Stochastic Value Gradients with Priors

A PyTorch implemenation of the SVG(0) algorithm with extension of KL regularized, and behavior priors.

Setup

Install the packages in requirements.txt.

Usage

Run experiments by using the following example command:

python main.py --name pendulum_svg0_kl_prior --a svg0_prior -c configs/svg0_kl_prior.yml

Arguments

--name: Name of the experiment
-d, --debug: Enable debug mode so model parameters are not stored.
-a, --alg: Algorithm selection, choices: {svg0, svg0_kl_prior}
-c, --config: Location of the config files, see /configs

Algorithms

SVG(0)
SVG(0) with KL regularized prior
SVG(∞)
~~SVG(0) with behavior priors~~

Results

TODO

References

Heess, N., Wayne, G., Silver, D., Lillicrap, T. P., Tassa, Y., & Erez, T. (2015). Learning Continuous Control Policies by Stochastic Value Gradients. CoRR, abs/1510.09142. Retrieved from http://arxiv.org/abs/1510.09142
Galashov, A., Jayakumar, S. M., Hasenclever, L., Tirumala, D., Schwarz, J., Desjardins, G., … Heess, N. (2019). Information asymmetry in KL-regularized RL. CoRR, abs/1905.01240. Retrieved from http://arxiv.org/abs/1905.01240
Tirumala, D., Galashov, A., Noh, H., Hasenclever, L., Pascanu, R., Schwarz, J., … Heess, N. (2022). Behavior Priors for Efficient Reinforcement Learning.
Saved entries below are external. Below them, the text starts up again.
//! # Table Orders Runtime
//!
//! The parts of the order system that coordinate I/O:
//!
//! - [`coordinator::IdempotencyCoordinator`]: at most one order per
//!   `(table_id, idempotency key)` within the validity window
//! - [`service::OrderService`]: create, list, get and cancel on top of a
//!   ledger store and a coordination cache
//! - [`backoff::BackoffPolicy`]: bounded polling used while joining a
//!   pending claim
//! - [`metrics`]: counter names and the Prometheus exporter
//!
//! Stores are injected through the traits in `table-orders-core`, so the same
//! code runs against Postgres and Redis in production and against in-memory
//! doubles in tests.
//!
//! ## Example
//!
//! ```ignore
//! use table_orders_runtime::{IdempotencyCoordinator, OrderService};
//!
//! let service = OrderService::new(ledger, IdempotencyCoordinator::new(cache));
//! let order = service
//!     .create_order(table_id, dish_id, service.ready_time_after(prep), Some(key))
//!     .await?;
//! ```

pub mod backoff;
pub mod coordinator;
pub mod metrics;
pub mod service;

pub use backoff::BackoffPolicy;
pub use coordinator::IdempotencyCoordinator;
pub use metrics::MetricsServer;
pub use service::OrderService;
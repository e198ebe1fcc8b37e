//! # Table Orders Core
//!
//! Domain types, validation and storage abstractions for per-table order
//! ledgers.
//!
//! This crate has no I/O of its own. It defines:
//!
//! - **Orders**: [`order::Order`] and its identifiers, status and validation
//! - **Ledger**: the [`ledger::LedgerStore`] trait every durable store implements
//! - **Idempotency**: keys, claim markers and the [`idempotency::CoordinationCache`] trait
//! - **Errors**: the [`error::LedgerError`] taxonomy shared by every layer
//! - **Environment**: the [`environment::Clock`] abstraction
//!
//! ## Architecture
//!
//! ```text
//! ┌─────────────────────────────────────────┐
//! │  OrderService (runtime)                 │  policy: "current" = ACTIVE
//! ├───────────────────────┬─────────────────┤
//! │ IdempotencyCoordinator│                 │
//! ├───────────────────────┤   LedgerStore   │  per-table id sequence
//! │   CoordinationCache   │                 │
//! └───────────────────────┴─────────────────┘
//! ```
//!
//! Every ledger operation is scoped by a single [`order::TableId`], so stores
//! may be partitioned by table without cross-partition coordination.
//!
//! ## Example
//!
//! ```
//! use table_orders_core::order::{DishId, NewOrder, TableId};
//! use chrono::{Duration, Utc};
//!
//! let now = Utc::now();
//! let order = NewOrder::new(TableId::new(7), DishId::new(3), now + Duration::minutes(5));
//! assert!(order.validate(now).is_ok());
//! ```

// Re-export commonly used types
pub use chrono::{DateTime, Utc};

pub mod environment;
pub mod error;
pub mod idempotency;
pub mod ledger;
pub mod order;

pub use error::{LedgerError, Result};
pub use idempotency::{ClaimState, CoordinationCache, IdempotencyKey};
pub use ledger::{ListQuery, LedgerStore};
pub use order::{DishId, NewOrder, Order, OrderId, OrderStatus, TableId};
Journal of Machine Learning Research, 23(221), 1–68. Retrieved from http://jmlr.org/papers/v23/20-1038.html

Acknowledgements

I would like to thank the authors of the following repository in particular. They were great help to me for understanding the implementation details of SVG0.

https://github.com/philipjball/OffCon3